Description of the task:
Take every line in the entries that includes the word "epsilon" and copy it.

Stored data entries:
• • • • •

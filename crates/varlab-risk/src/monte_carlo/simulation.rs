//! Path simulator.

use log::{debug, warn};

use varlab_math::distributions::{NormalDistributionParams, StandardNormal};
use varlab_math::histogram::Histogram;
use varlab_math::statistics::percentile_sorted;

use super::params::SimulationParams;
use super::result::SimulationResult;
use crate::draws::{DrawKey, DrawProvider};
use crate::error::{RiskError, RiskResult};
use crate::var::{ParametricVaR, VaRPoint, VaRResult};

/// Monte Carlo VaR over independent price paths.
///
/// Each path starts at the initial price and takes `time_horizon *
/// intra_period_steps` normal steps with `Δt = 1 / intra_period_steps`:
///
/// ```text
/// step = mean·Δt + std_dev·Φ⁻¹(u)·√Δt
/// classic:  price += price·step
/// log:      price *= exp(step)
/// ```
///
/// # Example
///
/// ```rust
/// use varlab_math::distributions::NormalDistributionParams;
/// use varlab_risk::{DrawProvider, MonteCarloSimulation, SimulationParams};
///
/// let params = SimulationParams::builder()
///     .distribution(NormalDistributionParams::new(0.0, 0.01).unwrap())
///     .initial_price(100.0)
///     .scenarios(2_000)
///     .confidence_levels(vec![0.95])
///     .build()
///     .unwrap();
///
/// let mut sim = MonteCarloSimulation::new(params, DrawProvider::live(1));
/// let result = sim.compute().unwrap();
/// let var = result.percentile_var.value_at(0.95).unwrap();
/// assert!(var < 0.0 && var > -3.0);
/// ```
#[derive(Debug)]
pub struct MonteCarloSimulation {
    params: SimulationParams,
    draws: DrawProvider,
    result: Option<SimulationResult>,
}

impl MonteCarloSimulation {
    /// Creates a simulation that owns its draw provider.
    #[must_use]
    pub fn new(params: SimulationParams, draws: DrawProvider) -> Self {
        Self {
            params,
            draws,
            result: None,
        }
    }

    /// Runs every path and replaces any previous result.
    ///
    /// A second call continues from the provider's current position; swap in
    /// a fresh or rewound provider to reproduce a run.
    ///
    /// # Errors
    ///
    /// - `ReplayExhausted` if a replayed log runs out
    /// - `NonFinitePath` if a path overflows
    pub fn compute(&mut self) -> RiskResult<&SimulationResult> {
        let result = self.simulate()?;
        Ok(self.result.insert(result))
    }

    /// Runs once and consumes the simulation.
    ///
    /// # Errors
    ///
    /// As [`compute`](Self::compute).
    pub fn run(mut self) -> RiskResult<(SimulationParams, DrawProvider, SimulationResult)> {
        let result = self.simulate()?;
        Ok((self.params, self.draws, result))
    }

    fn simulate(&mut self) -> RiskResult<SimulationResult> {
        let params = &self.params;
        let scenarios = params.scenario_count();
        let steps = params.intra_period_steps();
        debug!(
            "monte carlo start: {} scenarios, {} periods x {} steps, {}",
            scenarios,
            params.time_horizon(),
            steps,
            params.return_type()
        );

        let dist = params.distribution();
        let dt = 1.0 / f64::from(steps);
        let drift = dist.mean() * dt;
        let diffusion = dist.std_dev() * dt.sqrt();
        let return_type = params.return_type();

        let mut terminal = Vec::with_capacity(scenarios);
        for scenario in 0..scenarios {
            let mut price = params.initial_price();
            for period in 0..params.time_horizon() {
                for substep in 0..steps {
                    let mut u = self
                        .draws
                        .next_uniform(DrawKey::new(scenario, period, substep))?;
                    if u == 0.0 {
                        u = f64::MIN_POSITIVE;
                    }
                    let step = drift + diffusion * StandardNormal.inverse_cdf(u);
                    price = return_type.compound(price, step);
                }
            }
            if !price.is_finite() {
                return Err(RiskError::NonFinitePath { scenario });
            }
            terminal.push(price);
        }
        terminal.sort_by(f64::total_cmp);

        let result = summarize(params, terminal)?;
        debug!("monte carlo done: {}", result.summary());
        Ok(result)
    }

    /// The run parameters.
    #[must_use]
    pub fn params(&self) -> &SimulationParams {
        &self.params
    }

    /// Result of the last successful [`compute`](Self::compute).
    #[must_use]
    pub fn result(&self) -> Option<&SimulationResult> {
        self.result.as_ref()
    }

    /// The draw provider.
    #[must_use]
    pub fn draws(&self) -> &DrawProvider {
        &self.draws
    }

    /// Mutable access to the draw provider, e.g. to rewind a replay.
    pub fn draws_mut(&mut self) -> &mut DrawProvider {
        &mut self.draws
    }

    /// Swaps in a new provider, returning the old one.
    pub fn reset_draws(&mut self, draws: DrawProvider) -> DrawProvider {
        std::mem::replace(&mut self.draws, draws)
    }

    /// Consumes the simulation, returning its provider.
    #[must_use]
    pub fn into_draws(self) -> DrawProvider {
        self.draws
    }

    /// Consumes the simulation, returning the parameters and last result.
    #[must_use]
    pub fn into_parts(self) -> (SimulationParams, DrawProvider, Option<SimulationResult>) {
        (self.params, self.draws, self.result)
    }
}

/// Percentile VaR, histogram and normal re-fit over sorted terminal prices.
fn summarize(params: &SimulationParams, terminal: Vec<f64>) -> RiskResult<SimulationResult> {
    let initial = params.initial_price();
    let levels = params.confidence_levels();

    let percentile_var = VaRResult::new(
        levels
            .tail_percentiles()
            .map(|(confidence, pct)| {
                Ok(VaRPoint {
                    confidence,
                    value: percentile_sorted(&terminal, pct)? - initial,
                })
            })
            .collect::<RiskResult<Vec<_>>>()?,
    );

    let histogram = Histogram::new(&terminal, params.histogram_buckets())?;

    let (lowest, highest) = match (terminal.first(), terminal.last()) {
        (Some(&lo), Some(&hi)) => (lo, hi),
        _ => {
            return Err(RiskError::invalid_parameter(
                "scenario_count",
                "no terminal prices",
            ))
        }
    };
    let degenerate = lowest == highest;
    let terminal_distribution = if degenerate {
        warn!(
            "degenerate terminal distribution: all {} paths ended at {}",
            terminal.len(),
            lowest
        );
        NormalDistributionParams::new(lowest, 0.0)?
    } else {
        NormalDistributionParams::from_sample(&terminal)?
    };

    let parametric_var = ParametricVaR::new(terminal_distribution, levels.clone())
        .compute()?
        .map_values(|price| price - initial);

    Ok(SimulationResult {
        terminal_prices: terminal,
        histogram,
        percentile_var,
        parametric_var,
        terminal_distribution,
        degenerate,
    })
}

• • • • •

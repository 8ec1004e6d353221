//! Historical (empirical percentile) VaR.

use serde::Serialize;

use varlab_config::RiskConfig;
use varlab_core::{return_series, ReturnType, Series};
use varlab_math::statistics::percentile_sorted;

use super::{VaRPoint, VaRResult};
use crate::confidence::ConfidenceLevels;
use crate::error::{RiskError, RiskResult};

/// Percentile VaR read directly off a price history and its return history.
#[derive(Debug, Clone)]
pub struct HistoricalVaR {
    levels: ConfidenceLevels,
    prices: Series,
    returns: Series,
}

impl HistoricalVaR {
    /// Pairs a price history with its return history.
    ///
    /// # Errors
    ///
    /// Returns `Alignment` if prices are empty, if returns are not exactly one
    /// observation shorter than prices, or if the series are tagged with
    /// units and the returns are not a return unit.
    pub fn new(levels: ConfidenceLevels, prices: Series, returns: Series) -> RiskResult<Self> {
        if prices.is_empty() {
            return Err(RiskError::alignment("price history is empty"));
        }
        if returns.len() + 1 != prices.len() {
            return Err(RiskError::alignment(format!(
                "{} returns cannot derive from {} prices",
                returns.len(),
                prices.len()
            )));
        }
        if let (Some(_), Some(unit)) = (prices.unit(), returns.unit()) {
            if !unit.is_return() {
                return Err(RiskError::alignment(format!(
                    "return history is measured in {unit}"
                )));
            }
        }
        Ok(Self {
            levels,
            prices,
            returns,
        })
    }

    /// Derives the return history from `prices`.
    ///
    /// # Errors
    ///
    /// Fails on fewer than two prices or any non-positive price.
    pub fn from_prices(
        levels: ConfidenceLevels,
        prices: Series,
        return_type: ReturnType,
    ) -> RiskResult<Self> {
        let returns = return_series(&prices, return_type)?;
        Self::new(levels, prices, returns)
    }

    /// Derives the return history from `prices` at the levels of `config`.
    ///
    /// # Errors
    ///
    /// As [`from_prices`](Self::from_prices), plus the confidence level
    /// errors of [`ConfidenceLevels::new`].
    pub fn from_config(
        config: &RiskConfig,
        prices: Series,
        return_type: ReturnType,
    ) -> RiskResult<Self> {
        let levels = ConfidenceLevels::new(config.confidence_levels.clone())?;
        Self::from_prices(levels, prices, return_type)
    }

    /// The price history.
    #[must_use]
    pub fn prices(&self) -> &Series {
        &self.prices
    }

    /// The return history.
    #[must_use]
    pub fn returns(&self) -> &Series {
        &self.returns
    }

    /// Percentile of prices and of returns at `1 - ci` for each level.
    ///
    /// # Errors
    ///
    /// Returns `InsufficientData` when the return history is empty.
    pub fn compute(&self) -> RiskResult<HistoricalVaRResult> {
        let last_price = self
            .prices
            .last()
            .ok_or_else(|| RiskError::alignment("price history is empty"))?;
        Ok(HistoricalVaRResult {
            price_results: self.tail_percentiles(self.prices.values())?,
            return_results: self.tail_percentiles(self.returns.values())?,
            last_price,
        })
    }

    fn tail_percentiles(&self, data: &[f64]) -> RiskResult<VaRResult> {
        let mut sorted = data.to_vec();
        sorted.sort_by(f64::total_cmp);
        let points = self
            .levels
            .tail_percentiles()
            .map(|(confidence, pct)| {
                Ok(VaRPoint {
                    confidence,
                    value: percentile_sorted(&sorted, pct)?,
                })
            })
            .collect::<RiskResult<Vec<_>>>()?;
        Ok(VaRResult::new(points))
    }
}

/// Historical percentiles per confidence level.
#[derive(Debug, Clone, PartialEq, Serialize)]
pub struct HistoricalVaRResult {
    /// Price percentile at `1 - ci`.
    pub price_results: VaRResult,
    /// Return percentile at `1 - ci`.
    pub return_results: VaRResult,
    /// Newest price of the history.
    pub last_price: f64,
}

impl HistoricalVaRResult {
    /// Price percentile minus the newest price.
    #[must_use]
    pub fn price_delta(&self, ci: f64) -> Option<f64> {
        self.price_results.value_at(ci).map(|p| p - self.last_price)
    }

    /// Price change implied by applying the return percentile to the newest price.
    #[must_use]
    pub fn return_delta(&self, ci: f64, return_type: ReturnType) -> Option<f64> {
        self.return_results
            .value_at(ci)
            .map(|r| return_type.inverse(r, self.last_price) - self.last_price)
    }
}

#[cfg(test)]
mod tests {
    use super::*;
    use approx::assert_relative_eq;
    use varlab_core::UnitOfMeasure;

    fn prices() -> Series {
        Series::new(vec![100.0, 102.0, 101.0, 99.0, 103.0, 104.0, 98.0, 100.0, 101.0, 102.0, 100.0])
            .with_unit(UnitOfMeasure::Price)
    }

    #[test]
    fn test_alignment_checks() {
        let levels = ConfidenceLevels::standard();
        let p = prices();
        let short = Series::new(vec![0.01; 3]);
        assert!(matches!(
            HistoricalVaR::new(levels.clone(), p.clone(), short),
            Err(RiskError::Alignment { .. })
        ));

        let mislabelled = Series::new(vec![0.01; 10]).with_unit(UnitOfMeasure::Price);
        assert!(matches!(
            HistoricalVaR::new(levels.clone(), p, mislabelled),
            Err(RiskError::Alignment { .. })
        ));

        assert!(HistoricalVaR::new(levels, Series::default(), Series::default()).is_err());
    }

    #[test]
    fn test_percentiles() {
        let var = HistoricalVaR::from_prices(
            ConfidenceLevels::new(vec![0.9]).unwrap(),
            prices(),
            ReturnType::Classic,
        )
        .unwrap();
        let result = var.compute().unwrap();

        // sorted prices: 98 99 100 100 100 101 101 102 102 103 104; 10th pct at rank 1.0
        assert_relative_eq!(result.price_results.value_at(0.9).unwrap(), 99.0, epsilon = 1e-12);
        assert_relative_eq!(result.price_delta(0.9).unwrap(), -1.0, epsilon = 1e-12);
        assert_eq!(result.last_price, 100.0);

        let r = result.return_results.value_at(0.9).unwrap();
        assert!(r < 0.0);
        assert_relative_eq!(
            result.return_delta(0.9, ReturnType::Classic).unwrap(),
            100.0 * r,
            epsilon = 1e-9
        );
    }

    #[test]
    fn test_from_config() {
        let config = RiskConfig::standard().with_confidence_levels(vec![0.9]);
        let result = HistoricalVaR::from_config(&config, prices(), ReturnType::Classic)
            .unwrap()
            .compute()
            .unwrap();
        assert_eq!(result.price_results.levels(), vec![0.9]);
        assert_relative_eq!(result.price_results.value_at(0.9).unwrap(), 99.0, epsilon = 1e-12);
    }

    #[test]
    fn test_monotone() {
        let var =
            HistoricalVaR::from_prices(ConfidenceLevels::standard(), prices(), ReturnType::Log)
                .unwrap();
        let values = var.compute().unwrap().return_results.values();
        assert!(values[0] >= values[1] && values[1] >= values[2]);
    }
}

• • • • •

Solution:
        assert_relative_eq!(result.price_results.value_at(0.9).unwrap(), 99.0, epsilon = 1e-12);
        assert_relative_eq!(result.price_delta(0.9).unwrap(), -1.0, epsilon = 1e-12);
            epsilon = 1e-9
        assert_relative_eq!(result.price_results.value_at(0.9).unwrap(), 99.0, epsilon = 1e-12);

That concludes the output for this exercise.